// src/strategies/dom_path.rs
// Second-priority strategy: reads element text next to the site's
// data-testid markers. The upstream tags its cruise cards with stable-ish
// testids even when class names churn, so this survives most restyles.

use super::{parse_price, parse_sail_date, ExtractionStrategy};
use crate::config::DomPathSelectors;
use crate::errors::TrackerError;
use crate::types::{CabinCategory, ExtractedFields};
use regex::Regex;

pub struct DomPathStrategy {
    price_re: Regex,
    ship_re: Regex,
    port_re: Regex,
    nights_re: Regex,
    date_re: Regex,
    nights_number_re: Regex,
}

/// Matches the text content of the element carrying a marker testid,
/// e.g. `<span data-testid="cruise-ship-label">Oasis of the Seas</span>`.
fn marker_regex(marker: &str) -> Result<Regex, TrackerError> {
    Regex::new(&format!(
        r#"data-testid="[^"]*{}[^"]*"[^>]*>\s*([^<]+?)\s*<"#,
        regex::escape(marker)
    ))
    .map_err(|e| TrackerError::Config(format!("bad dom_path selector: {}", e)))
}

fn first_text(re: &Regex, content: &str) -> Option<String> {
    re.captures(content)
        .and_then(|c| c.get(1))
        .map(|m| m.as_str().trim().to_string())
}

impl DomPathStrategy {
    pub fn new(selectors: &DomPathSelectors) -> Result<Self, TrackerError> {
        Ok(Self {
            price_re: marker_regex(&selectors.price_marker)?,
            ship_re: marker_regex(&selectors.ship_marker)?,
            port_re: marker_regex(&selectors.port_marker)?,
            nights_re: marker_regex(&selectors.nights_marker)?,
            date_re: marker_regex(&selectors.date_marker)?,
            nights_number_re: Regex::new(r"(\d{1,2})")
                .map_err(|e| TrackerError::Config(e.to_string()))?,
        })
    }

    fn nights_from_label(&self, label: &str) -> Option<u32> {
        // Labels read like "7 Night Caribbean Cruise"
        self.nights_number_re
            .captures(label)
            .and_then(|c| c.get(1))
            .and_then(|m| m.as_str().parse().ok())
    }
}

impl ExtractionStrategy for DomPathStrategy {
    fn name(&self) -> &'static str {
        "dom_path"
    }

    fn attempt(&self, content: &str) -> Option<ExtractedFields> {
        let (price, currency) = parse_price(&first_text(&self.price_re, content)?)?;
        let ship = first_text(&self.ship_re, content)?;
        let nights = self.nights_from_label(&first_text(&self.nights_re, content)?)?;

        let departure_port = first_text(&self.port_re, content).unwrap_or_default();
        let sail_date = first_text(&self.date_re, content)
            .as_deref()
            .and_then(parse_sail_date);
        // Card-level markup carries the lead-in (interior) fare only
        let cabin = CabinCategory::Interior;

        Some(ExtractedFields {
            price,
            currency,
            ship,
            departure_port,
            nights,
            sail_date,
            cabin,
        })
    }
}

● ● ● ● ● ● ●

Identify each line in the records above that contains the word "captures", and copy it out in full.

#### Reply to the exercise:
    re.captures(content)
            .captures(label)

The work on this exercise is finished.